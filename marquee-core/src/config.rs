use crate::constants::{BACKGROUND_CHAR, FONT_MARGIN, FRAME_INTERVAL, INK_CHAR};
use crate::error::ConfigError;
use log::info;
use serde::{Deserialize, Serialize};
use std::path::{Path, PathBuf};

/// Configuration for Marquee
#[derive(Debug, Clone, PartialEq, Serialize, Deserialize, Default)]
#[serde(default)]
pub struct Config {
    pub font: FontConfig,
    pub display: DisplayConfig,
    pub input: InputConfig,
}

#[derive(Debug, Clone, PartialEq, Serialize, Deserialize)]
#[serde(default)]
pub struct FontConfig {
    /// TrueType/OpenType font file
    pub path: PathBuf,
    /// Rows left unused by the font: pixel height is `rows - margin`
    pub margin: u16,
}

#[derive(Debug, Clone, PartialEq, Serialize, Deserialize)]
#[serde(default)]
pub struct DisplayConfig {
    /// Button poll per frame in milliseconds; sets the scroll speed
    pub frame_interval_ms: u64,
    /// Character for ink cells
    pub ink: char,
    /// Character for background cells
    pub background: char,
}

#[derive(Debug, Clone, PartialEq, Serialize, Deserialize, Default)]
#[serde(default)]
pub struct InputConfig {
    /// Language code handed to the text source (None = from the locale)
    pub language: Option<String>,
}

impl Default for FontConfig {
    fn default() -> Self {
        Self {
            path: PathBuf::from("roboto.ttf"),
            margin: FONT_MARGIN,
        }
    }
}

impl Default for DisplayConfig {
    fn default() -> Self {
        Self {
            frame_interval_ms: FRAME_INTERVAL.as_millis() as u64,
            ink: INK_CHAR,
            background: BACKGROUND_CHAR,
        }
    }
}

impl Config {
    /// Load configuration
    ///
    /// An explicit path must exist. Without one, the default location is used
    /// if present, otherwise built-in defaults. Nothing is written back.
    pub fn load(path: Option<PathBuf>) -> Result<Self, ConfigError> {
        match path {
            Some(path) => Self::from_file(&path),
            None => match Self::default_path() {
                Some(path) if path.exists() => Self::from_file(&path),
                _ => {
                    info!("No config file found, using defaults");
                    Ok(Self::default())
                }
            },
        }
    }

    /// Parse a config file
    pub fn from_file(path: &Path) -> Result<Self, ConfigError> {
        let contents = std::fs::read_to_string(path).map_err(|source| ConfigError::Read {
            path: path.to_path_buf(),
            source,
        })?;
        let config = toml::from_str(&contents).map_err(|source| ConfigError::Parse {
            path: path.to_path_buf(),
            source,
        })?;
        info!("Loaded configuration from {}", path.display());
        Ok(config)
    }

    /// `~/.config/marquee/config.toml`
    pub fn default_path() -> Option<PathBuf> {
        dirs::config_dir().map(|mut p| {
            p.push("marquee");
            p.push("config.toml");
            p
        })
    }
}

mod dirs {
    use std::path::PathBuf;

    pub fn config_dir() -> Option<PathBuf> {
        std::env::var_os("HOME").map(|home| {
            let mut path = PathBuf::from(home);
            path.push(".config");
            path
        })
    }
}
/// Scrolling ribbon state: the padded utterance and the cursor into it

use crate::constants::FALLBACK_SPACE_ADVANCE;

/// Utterance prefixed with enough spaces to enter from the right edge
///
/// Indexed by character, not byte, so the cursor never lands inside a
/// multi-byte sequence.
#[derive(Debug, Clone, PartialEq, Eq)]
pub struct PaddedText {
    text: String,
    /// Byte offset of each character, plus one trailing entry for the end
    offsets: Vec<usize>,
    padding: usize,
}

impl PaddedText {
    /// Pad `text` with `columns / space_advance + 1` spaces
    pub fn new(text: &str, columns: u16, space_advance: f32) -> Self {
        let padding = Self::padding_for(columns, space_advance);
        let mut padded = String::with_capacity(padding + text.len());
        padded.extend(std::iter::repeat(' ').take(padding));
        padded.push_str(text);

        let offsets = padded
            .char_indices()
            .map(|(idx, _)| idx)
            .chain(std::iter::once(padded.len()))
            .collect();

        Self {
            text: padded,
            offsets,
            padding,
        }
    }

    /// Number of spaces needed so a run of them spans the viewport, plus one
    pub fn padding_for(columns: u16, space_advance: f32) -> usize {
        let advance = if space_advance.is_finite() && space_advance > 0.0 {
            space_advance
        } else {
            FALLBACK_SPACE_ADVANCE
        };
        (f32::from(columns) / advance) as usize + 1
    }

    pub fn padding(&self) -> usize {
        self.padding
    }

    /// Length in characters
    pub fn len(&self) -> usize {
        self.offsets.len() - 1
    }

    pub fn is_empty(&self) -> bool {
        self.len() == 0
    }

    pub fn as_str(&self) -> &str {
        &self.text
    }

    /// Text from character `cursor` onward; empty once past the end
    pub fn suffix(&self, cursor: usize) -> &str {
        match self.offsets.get(cursor) {
            Some(&start) => &self.text[start..],
            None => "",
        }
    }
}

/// Cursor into the padded text, advanced once per frame
#[derive(Debug, Clone, Copy, PartialEq, Eq)]
pub struct ScrollState {
    cursor: usize,
    len: usize,
}

impl ScrollState {
    pub fn new(len: usize) -> Self {
        Self { cursor: 0, len }
    }

    pub fn cursor(&self) -> usize {
        self.cursor
    }

    /// Move one character left; wraps to zero only once the cursor passes
    /// `len`, so each cycle includes one frame starting at the very end.
    pub fn advance(&mut self) -> usize {
        self.cursor += 1;
        if self.cursor > self.len {
            self.cursor = 0;
        }
        self.cursor
    }
}
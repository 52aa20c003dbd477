use crate::error::{MarqueeError, MarqueeResult};
use crate::geometry::Viewport;
use crossterm::{
    cursor::{Hide, MoveTo, Show},
    queue,
    terminal::{self, Clear, ClearType},
};
use std::io::{self, IsTerminal, Stdout, Write};

/// Where frames are printed
pub trait OutputSurface {
    /// Current size in character cells
    fn size(&self) -> MarqueeResult<Viewport>;

    /// Remove everything previously written
    fn clear(&mut self) -> io::Result<()>;

    /// Write a frame block
    fn write_block(&mut self, block: &str) -> io::Result<()>;

    /// Called once after startup succeeds, before the first frame
    fn begin_session(&mut self) -> io::Result<()> {
        Ok(())
    }

    /// Called once when the session stops, whatever the reason
    fn end_session(&mut self) -> io::Result<()> {
        Ok(())
    }
}

impl<S: OutputSurface + ?Sized> OutputSurface for &mut S {
    fn size(&self) -> MarqueeResult<Viewport> {
        (**self).size()
    }

    fn clear(&mut self) -> io::Result<()> {
        (**self).clear()
    }

    fn write_block(&mut self, block: &str) -> io::Result<()> {
        (**self).write_block(block)
    }

    fn begin_session(&mut self) -> io::Result<()> {
        (**self).begin_session()
    }

    fn end_session(&mut self) -> io::Result<()> {
        (**self).end_session()
    }
}

/// Terminal output driven by escape sequences
pub struct TerminalSurface<W: Write = Stdout> {
    out: W,
    interactive: bool,
}

impl TerminalSurface<Stdout> {
    /// Surface on stdout; size queries fail if stdout is redirected
    pub fn stdout() -> Self {
        let out = io::stdout();
        let interactive = out.is_terminal();
        Self { out, interactive }
    }
}

impl<W: Write> TerminalSurface<W> {
    /// Surface on an arbitrary writer; `interactive` says whether it is a terminal
    pub fn new(out: W, interactive: bool) -> Self {
        Self { out, interactive }
    }

    pub fn into_inner(self) -> W {
        self.out
    }
}

impl<W: Write> OutputSurface for TerminalSurface<W> {
    fn size(&self) -> MarqueeResult<Viewport> {
        if !self.interactive {
            return Err(MarqueeError::NotATerminal);
        }
        let (columns, rows) = terminal::size().map_err(MarqueeError::SizeUnavailable)?;
        Ok(Viewport::new(columns, rows))
    }

    fn clear(&mut self) -> io::Result<()> {
        // Queued so the clear and the next frame reach the terminal in one flush
        queue!(self.out, Clear(ClearType::All), MoveTo(0, 0))
    }

    fn write_block(&mut self, block: &str) -> io::Result<()> {
        self.out.write_all(block.as_bytes())?;
        self.out.flush()
    }

    fn begin_session(&mut self) -> io::Result<()> {
        queue!(self.out, Hide)?;
        self.out.flush()
    }

    fn end_session(&mut self) -> io::Result<()> {
        queue!(self.out, Show)?;
        self.out.flush()
    }
}

#[cfg(test)]
mod tests {
    use super::*;

    #[test]
    fn test_redirected_output_has_no_size() {
        let surface = TerminalSurface::new(Vec::new(), false);
        assert!(matches!(surface.size(), Err(MarqueeError::NotATerminal)));
    }

    #[test]
    fn test_clear_precedes_frame() {
        let mut surface = TerminalSurface::new(Vec::new(), false);
        surface.clear().unwrap();
        surface.write_block("# #\n\n").unwrap();

        let out = String::from_utf8(surface.into_inner()).unwrap();
        assert_eq!(out, "\x1b[2J\x1b[1;1H# #\n\n");
    }

    #[test]
    fn test_session_toggles_cursor() {
        let mut surface = TerminalSurface::new(Vec::new(), false);
        surface.begin_session().unwrap();
        surface.end_session().unwrap();

        let out = String::from_utf8(surface.into_inner()).unwrap();
        assert_eq!(out, "\x1b[?25l\x1b[?25h");
    }
}
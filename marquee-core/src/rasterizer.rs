use crate::canvas::Canvas;
use crate::font::GlyphFont;

/// Frame-local grid of ink/background cells, one per canvas pixel
#[derive(Debug, Clone, PartialEq, Eq)]
pub struct GlyphGrid {
    width: usize,
    height: usize,
    cells: Vec<bool>,
}

impl GlyphGrid {
    /// Classify every canvas pixel: anything that is not background is ink
    pub fn from_canvas(canvas: &Canvas) -> Self {
        let (width, height) = (canvas.width(), canvas.height());
        let mut cells = Vec::with_capacity(width * height);
        for y in 0..height {
            for x in 0..width {
                cells.push(canvas.is_ink(x, y));
            }
        }
        Self {
            width,
            height,
            cells,
        }
    }

    pub fn width(&self) -> usize {
        self.width
    }

    pub fn height(&self) -> usize {
        self.height
    }

    #[inline]
    pub fn is_ink(&self, x: usize, y: usize) -> bool {
        x < self.width && y < self.height && self.cells[y * self.width + x]
    }

    #[cfg(test)]
    pub fn ink_count(&self) -> usize {
        self.cells.iter().filter(|&&ink| ink).count()
    }

    /// Leftmost column holding any ink
    #[cfg(test)]
    pub fn first_ink_column(&self) -> Option<usize> {
        (0..self.width).find(|&x| (0..self.height).any(|y| self.is_ink(x, y)))
    }

    /// Serialize to a printable block
    ///
    /// Every row ends with a newline and the block ends with one extra blank
    /// line.
    pub fn render(&self, ink: char, background: char) -> String {
        let mut out = String::with_capacity((self.width + 1) * self.height + 1);
        for y in 0..self.height {
            for x in 0..self.width {
                out.push(if self.is_ink(x, y) { ink } else { background });
            }
            out.push('\n');
        }
        out.push('\n');
        out
    }
}

/// Rasterize `text` into a `width` x `height` grid of ink cells
///
/// Text is drawn from the top-left corner onto a fresh background canvas.
/// Whatever does not fit is clipped. Partial anti-aliased coverage counts as
/// ink, so glyph edges come out solid.
pub fn rasterize<F: GlyphFont + ?Sized>(
    font: &F,
    text: &str,
    width: usize,
    height: usize,
) -> GlyphGrid {
    let mut canvas = Canvas::new(width, height);
    font.draw(&mut canvas, text, (0, 0));
    GlyphGrid::from_canvas(&canvas)
}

- TASK INSTRUCTIONS -
Please copy the lines in the records above between the one holding "frames are printed" and the one holding "whatever the reason", inclusive, exactly and with no other line.

- WRITTEN RESPONSE -
/// Where frames are printed
pub trait OutputSurface {
    /// Current size in character cells
    fn size(&self) -> MarqueeResult<Viewport>;

    /// Remove everything previously written
    fn clear(&mut self) -> io::Result<()>;

    /// Write a frame block
    fn write_block(&mut self, block: &str) -> io::Result<()>;

    /// Called once after startup succeeds, before the first frame
    fn begin_session(&mut self) -> io::Result<()> {
        Ok(())
    }

    /// Called once when the session stops, whatever the reason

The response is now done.